Japan on Track to Introduce Flying Taxi Services in 2023 - Suenaga
https://spectrum.ieee.org/cars-that-think/aerospace/aviation/japan-on-track-to-introduce-flying-taxi-services-in-2023
======
parsimo2010
Scaling the current electric quadcopter design to carry humans is a terrible
idea. Traditional airplanes and helicopters with variable pitch rotors can
safely land if they lose power. If a quadcopter loses power it cannot land
safely, and the passengers will die if it falls from 100 feet. Parachutes are
an option, but there is a weight penalty and a minimum operating height, which
means the concept of a bunch of 1-4 passenger quads zipping around the city
are unlikely to happen until there is a huge conceptual leap in the design of
these systems.
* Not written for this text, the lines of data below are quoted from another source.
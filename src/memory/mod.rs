pub mod directory;
pub mod episodes;
pub mod error;
pub mod extractor;
pub mod metrics;
pub mod search;
pub mod service;
pub mod stats;
pub mod store;
pub mod topics;
pub mod types;

pub use error::{MemoryError, StoreError};

/// Encode a vector as little-endian f32 bytes for the `vector` BLOB column.
pub fn vector_to_bytes(vector: &[f32]) -> Vec<u8> {
    vector.iter().flat_map(|x| x.to_le_bytes()).collect()
}

/// Decode a `vector` BLOB. Trailing bytes that do not form a whole f32 are ignored.
pub fn bytes_to_vector(bytes: &[u8]) -> Vec<f32> {
    bytes
        .chunks_exact(4)
        .map(|c| f32::from_le_bytes([c[0], c[1], c[2], c[3]]))
        .collect()
}

/// Run a store call on the blocking pool.
pub(crate) async fn blocking<T, F>(f: F) -> Result<T, MemoryError>
where
    F: FnOnce() -> Result<T, StoreError> + Send + 'static,
    T: Send + 'static,
{
    Ok(tokio::task::spawn_blocking(f).await??)
}
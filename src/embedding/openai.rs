//! OpenAI-compatible `/embeddings` client.

use async_trait::async_trait;
use reqwest::Client;
use secrecy::{ExposeSecret, SecretString};
use serde::{Deserialize, Serialize};
use std::time::Duration;

use super::{EmbeddingError, EmbeddingProvider};
use crate::config::EmbeddingConfig;

pub struct OpenAiEmbeddingProvider {
    client: Client,
    base_url: String,
    model: String,
    api_key: SecretString,
}

#[derive(Serialize)]
struct EmbeddingRequest<'a> {
    model: &'a str,
    input: &'a str,
}

#[derive(Deserialize)]
struct EmbeddingResponse {
    data: Vec<EmbeddingData>,
}

#[derive(Deserialize)]
struct EmbeddingData {
    embedding: Vec<f32>,
}

impl OpenAiEmbeddingProvider {
    pub fn new(
        base_url: impl Into<String>,
        model: impl Into<String>,
        api_key: SecretString,
        timeout: Duration,
    ) -> Result<Self, EmbeddingError> {
        let client = Client::builder()
            .timeout(timeout)
            .build()
            .map_err(|e| EmbeddingError::Http(e.to_string()))?;

        Ok(Self {
            client,
            base_url: base_url.into().trim_end_matches('/').to_string(),
            model: model.into(),
            api_key,
        })
    }

    pub fn from_config(config: &EmbeddingConfig) -> anyhow::Result<Self> {
        let api_key = config.api_key.clone().ok_or_else(|| {
            anyhow::anyhow!(
                "embedding provider `openai` needs an API key: set RAPPORT_OPENAI_API_KEY or [embedding].api_key"
            )
        })?;
        Ok(Self::new(
            config.base_url.as_str(),
            config.model.as_str(),
            api_key,
            config.timeout(),
        )?)
    }
}

#[async_trait]
impl EmbeddingProvider for OpenAiEmbeddingProvider {
    async fn embed(&self, text: &str) -> Result<Vec<f32>, EmbeddingError> {
        let url = format!("{}/embeddings", self.base_url);
        let response = self
            .client
            .post(&url)
            .bearer_auth(self.api_key.expose_secret())
            .json(&EmbeddingRequest {
                model: &self.model,
                input: text,
            })
            .send()
            .await
            .map_err(|e| EmbeddingError::Http(e.to_string()))?;

        let status = response.status();
        if !status.is_success() {
            let body = response.text().await.unwrap_or_default();
            return Err(EmbeddingError::Status {
                status: status.as_u16(),
                body,
            });
        }

        let body: EmbeddingResponse = response
            .json()
            .await
            .map_err(|e| EmbeddingError::InvalidResponse(e.to_string()))?;

        body.data
            .into_iter()
            .next()
            .map(|d| d.embedding)
            .ok_or_else(|| EmbeddingError::InvalidResponse("no embedding in response".into()))
    }

    fn model_name(&self) -> &str {
        &self.model
    }
}
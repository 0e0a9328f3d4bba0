//! Graph document types.

use serde::{Deserialize, Serialize};
use serde_json::{Map, Number, Value};

/// Schema version tags accepted by validation. The version is an opaque
/// stored attribute; no behavior branches on it.
pub const SUPPORTED_SCHEMA_VERSIONS: [i64; 2] = [1, 2];

/// A 2D canvas position. Numbers keep their JSON representation so an
/// integer coordinate is not rewritten as a float on normalization.
#[derive(Debug, Clone, PartialEq, Serialize, Deserialize)]
pub struct Position {
    pub x: Number,
    pub y: Number,
}

/// Per-node editor payload.
#[derive(Debug, Clone, PartialEq, Serialize, Deserialize)]
#[serde(rename_all = "camelCase")]
pub struct NodeData {
    #[serde(skip_serializing_if = "Option::is_none")]
    pub overrides: Option<Map<String, Value>>,
    #[serde(skip_serializing_if = "Option::is_none")]
    pub controls: Option<Map<String, Value>>,
    #[serde(skip_serializing_if = "Option::is_none")]
    pub sequence_flow_out_count: Option<i64>,
    #[serde(skip_serializing_if = "Option::is_none")]
    pub branch_flow_out_labels: Option<Vec<String>>,
}

/// A node placed on the graph canvas.
#[derive(Debug, Clone, PartialEq, Serialize, Deserialize)]
pub struct Node {
    pub id: String,
    #[serde(rename = "type")]
    pub node_type: String,
    pub position: Position,
    #[serde(skip_serializing_if = "Option::is_none")]
    pub label: Option<String>,
    #[serde(skip_serializing_if = "Option::is_none")]
    pub data: Option<NodeData>,
}

/// One end of an edge: a node and a port on it.
#[derive(Debug, Clone, PartialEq, Serialize, Deserialize)]
#[serde(rename_all = "camelCase")]
pub struct PortRef {
    pub node_id: String,
    pub port_id: String,
}

/// A port-to-port connection.
#[derive(Debug, Clone, PartialEq, Serialize, Deserialize)]
pub struct Edge {
    pub id: String,
    pub source: PortRef,
    pub target: PortRef,
}

/// A canvas comment, anchored either to a node or to a position.
#[derive(Debug, Clone, PartialEq, Serialize, Deserialize)]
#[serde(rename_all = "camelCase")]
pub struct Comment {
    #[serde(skip_serializing_if = "Option::is_none")]
    pub id: Option<String>,
    #[serde(skip_serializing_if = "Option::is_none")]
    pub node_id: Option<String>,
    #[serde(skip_serializing_if = "Option::is_none")]
    pub position: Option<Position>,
    #[serde(skip_serializing_if = "Option::is_none")]
    pub text: Option<String>,
    #[serde(skip_serializing_if = "Option::is_none")]
    pub pinned: Option<bool>,
    #[serde(skip_serializing_if = "Option::is_none")]
    pub collapsed: Option<bool>,
}

/// Toolchain a graph targets. Absent means unconstrained.
#[derive(Debug, Clone, Copy, PartialEq, Eq, Serialize, Deserialize)]
pub enum GraphEnvironment {
    #[serde(rename = "server")]
    Server,
    #[serde(rename = "client")]
    Client,
    #[serde(rename = "client:role-skill")]
    ClientRoleSkill,
    #[serde(rename = "client:creation-skill")]
    ClientCreationSkill,
    #[serde(rename = "client:creation-state")]
    ClientCreationState,
    #[serde(rename = "client:creation-state-decision")]
    ClientCreationStateDecision,
    #[serde(rename = "client:boolean")]
    ClientBoolean,
    #[serde(rename = "client:integer")]
    ClientInteger,
}

impl GraphEnvironment {
    pub const ALL: [GraphEnvironment; 8] = [
        GraphEnvironment::Server,
        GraphEnvironment::Client,
        GraphEnvironment::ClientRoleSkill,
        GraphEnvironment::ClientCreationSkill,
        GraphEnvironment::ClientCreationState,
        GraphEnvironment::ClientCreationStateDecision,
        GraphEnvironment::ClientBoolean,
        GraphEnvironment::ClientInteger,
    ];

    pub fn as_str(&self) -> &'static str {
        match self {
            GraphEnvironment::Server => "server",
            GraphEnvironment::Client => "client",
            GraphEnvironment::ClientRoleSkill => "client:role-skill",
            GraphEnvironment::ClientCreationSkill => "client:creation-skill",
            GraphEnvironment::ClientCreationState => "client:creation-state",
            GraphEnvironment::ClientCreationStateDecision => "client:creation-state-decision",
            GraphEnvironment::ClientBoolean => "client:boolean",
            GraphEnvironment::ClientInteger => "client:integer",
        }
    }

    pub fn parse(value: &str) -> Option<Self> {
        Self::ALL.iter().copied().find(|env| env.as_str() == value)
    }
}

/// A visual-program definition: nodes, edges, comments, and metadata.
#[derive(Debug, Clone, PartialEq, Serialize, Deserialize)]
#[serde(rename_all = "camelCase")]
pub struct GraphDocument {
    pub schema_version: i64,
    pub name: String,
    #[serde(skip_serializing_if = "Option::is_none")]
    pub created_at: Option<String>,
    #[serde(skip_serializing_if = "Option::is_none")]
    pub updated_at: Option<String>,
    #[serde(default)]
    pub nodes: Vec<Node>,
    #[serde(default)]
    pub edges: Vec<Edge>,
    #[serde(default)]
    pub comments: Vec<Comment>,
    #[serde(skip_serializing_if = "Option::is_none")]
    pub environment: Option<GraphEnvironment>,
    #[serde(skip_serializing_if = "Option::is_none")]
    pub execution_interval_seconds: Option<Number>,
    /// Unknown top-level fields, preserved for forward compatibility.
    #[serde(flatten)]
    pub extra: Map<String, Value>,
}
fn check_node(value: &Value, path: &str, issues: &mut Vec<ValidationIssue>) {
    let Some(obj) = value.as_object() else {
        push(issues, path, "Expected an object");
        return;
    };
    require_string(obj, "id", path, issues);
    require_string(obj, "type", path, issues);
    check_position(obj.get("position"), &join(path, "position"), issues);
    optional_string(obj, "label", path, issues);

    if let Some(data) = obj.get("data") {
        let data_path = join(path, "data");
        let Some(data_obj) = data.as_object() else {
            push(issues, &data_path, "Expected an object");
            return;
        };
        optional_object(data_obj, "overrides", &data_path, issues);
        optional_object(data_obj, "controls", &data_path, issues);
        if let Some(count) = data_obj.get("sequenceFlowOutCount") {
            if count.as_i64().is_none() {
                push(
                    issues,
                    &join(&data_path, "sequenceFlowOutCount"),
                    "Expected an integer",
                );
            }
        }
        if let Some(labels) = data_obj.get("branchFlowOutLabels") {
            let labels_path = join(&data_path, "branchFlowOutLabels");
            match labels.as_array() {
                None => push(issues, &labels_path, "Expected an array"),
                Some(items) => {
                    for (i, item) in items.iter().enumerate() {
                        if !item.is_string() {
                            push(issues, &format!("{labels_path}.{i}"), "Expected a string");
                        }
                    }
                }
            }
        }
    }
}

fn check_edge(value: &Value, path: &str, issues: &mut Vec<ValidationIssue>) {
    let Some(obj) = value.as_object() else {
        push(issues, path, "Expected an object");
        return;
    };
    require_string(obj, "id", path, issues);
    for end in ["source", "target"] {
        let end_path = join(path, end);
        match obj.get(end).and_then(Value::as_object) {
            None => push(issues, &end_path, "Expected an object"),
            Some(end_obj) => {
                require_string(end_obj, "nodeId", &end_path, issues);
                match end_obj.get("portId").and_then(Value::as_str) {
                    Some(port) if !port.is_empty() => {}
                    Some(_) => push(
                        issues,
                        &join(&end_path, "portId"),
                        "Expected a non-empty string",
                    ),
                    None => push(issues, &join(&end_path, "portId"), "Expected a string"),
                }
            }
        }
    }
}

fn check_comment(value: &Value, path: &str, issues: &mut Vec<ValidationIssue>) {
    let Some(obj) = value.as_object() else {
        push(issues, path, "Expected an object");
        return;
    };
    let before = issues.len();

    optional_string(obj, "id", path, issues);
    optional_string(obj, "text", path, issues);
    if let Some(node_id) = obj.get("nodeId") {
        match node_id.as_str() {
            Some(s) if !s.is_empty() => {}
            Some(_) => push(issues, &join(path, "nodeId"), "Expected a non-empty string"),
            None => push(issues, &join(path, "nodeId"), "Expected a string"),
        }
    }
    if obj.contains_key("position") {
        check_position(obj.get("position"), &join(path, "position"), issues);
    }
    optional_bool(obj, "pinned", path, issues);
    optional_bool(obj, "collapsed", path, issues);

    // The anchor invariant only applies to structurally sound comments.
    if issues.len() > before {
        return;
    }
    let anchored = obj
        .get("nodeId")
        .and_then(Value::as_str)
        .is_some_and(|s| !s.trim().is_empty())
        || obj.contains_key("position");
    if !anchored {
        push(issues, path, "Comment requires nodeId or position.");
    }
}

fn check_position(value: Option<&Value>, path: &str, issues: &mut Vec<ValidationIssue>) {
    let Some(obj) = value.and_then(Value::as_object) else {
        push(issues, path, "Expected an object");
        return;
    };
    for key in ["x", "y"] {
        if !obj.get(key).is_some_and(Value::is_number) {
            push(issues, &join(path, key), "Expected a number");
        }
    }
}

fn check_project(value: &Value, issues: &mut Vec<ValidationIssue>) {
    let Some(obj) = value.as_object() else {
        push(issues, "", "Expected an object");
        return;
    };

    match obj.get("manifest") {
        Some(manifest) => check_manifest(manifest, "manifest", issues),
        None => push(issues, "manifest", "Expected an object"),
    }

    if let Some(graphs) = obj.get("graphs") {
        match graphs.as_object() {
            None => push(issues, "graphs", "Expected an object"),
            Some(map) => {
                for (graph_id, doc) in map {
                    check_graph(doc, &format!("graphs.{graph_id}"), issues);
                }
            }
        }
    }
    if let Some(structs) = obj.get("structs") {
        if !structs.is_object() {
            push(issues, "structs", "Expected an object");
        }
    }
}

fn check_manifest(value: &Value, prefix: &str, issues: &mut Vec<ValidationIssue>) {
    let Some(obj) = value.as_object() else {
        push(issues, prefix, "Expected an object");
        return;
    };

    if let Some(version) = obj.get("manifestVersion") {
        if !version.is_number() {
            push(issues, &join(prefix, "manifestVersion"), "Expected a number");
        }
    }
    optional_string(obj, "appVersion", prefix, issues);

    let project_path = join(prefix, "project");
    match obj.get("project").and_then(Value::as_object) {
        None => push(issues, &project_path, "Expected an object"),
        Some(project) => {
            require_string(project, "id", &project_path, issues);
            require_string(project, "name", &project_path, issues);
        }
    }

    if let Some(graphs) = obj.get("graphs") {
        check_each(graphs, &join(prefix, "graphs"), issues, check_graph_ref);
    }
    if let Some(groups) = obj.get("groups") {
        check_each(groups, &join(prefix, "groups"), issues, check_group_entry);
    }
    for key in ["structGroups", "structures"] {
        if let Some(entries) = obj.get(key) {
            if !entries.is_array() {
                push(issues, &join(prefix, key), "Expected an array");
            }
        }
    }
}

fn check_graph_ref(value: &Value, path: &str, issues: &mut Vec<ValidationIssue>) {
    let Some(obj) = value.as_object() else {
        push(issues, path, "Expected an object");
        return;
    };
    require_string(obj, "graphId", path, issues);
    require_string(obj, "name", path, issues);
    require_string(obj, "path", path, issues);
    optional_string(obj, "groupName", path, issues);
    optional_string(obj, "createdAt", path, issues);
    optional_string(obj, "updatedAt", path, issues);
}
There are a lot of people that claim they won't fly in a 737
MAX because of its flight control problems, but quads would be a zillion times
more dangerous for humans.

------
jfoster
I don't think it's impossible to make flying cars work, but the practicality
of them seems very questionable. I think Elon Musk makes some good points
against them (noise, wind, anxiety, danger):
[https://www.youtube.com/watch?v=mTh36uCf0Mk](https://www.youtube.com/watch?v=mTh36uCf0Mk)

Additionally, are they worth the energy & technology cost, or would really
fast autonomous cars (even if they need a dedicated track or tunnel) be much
more feasible? Making a vehicle roll along the ground requires a lot less
energy than making one that moves along the same path but also fights gravity
the entire way.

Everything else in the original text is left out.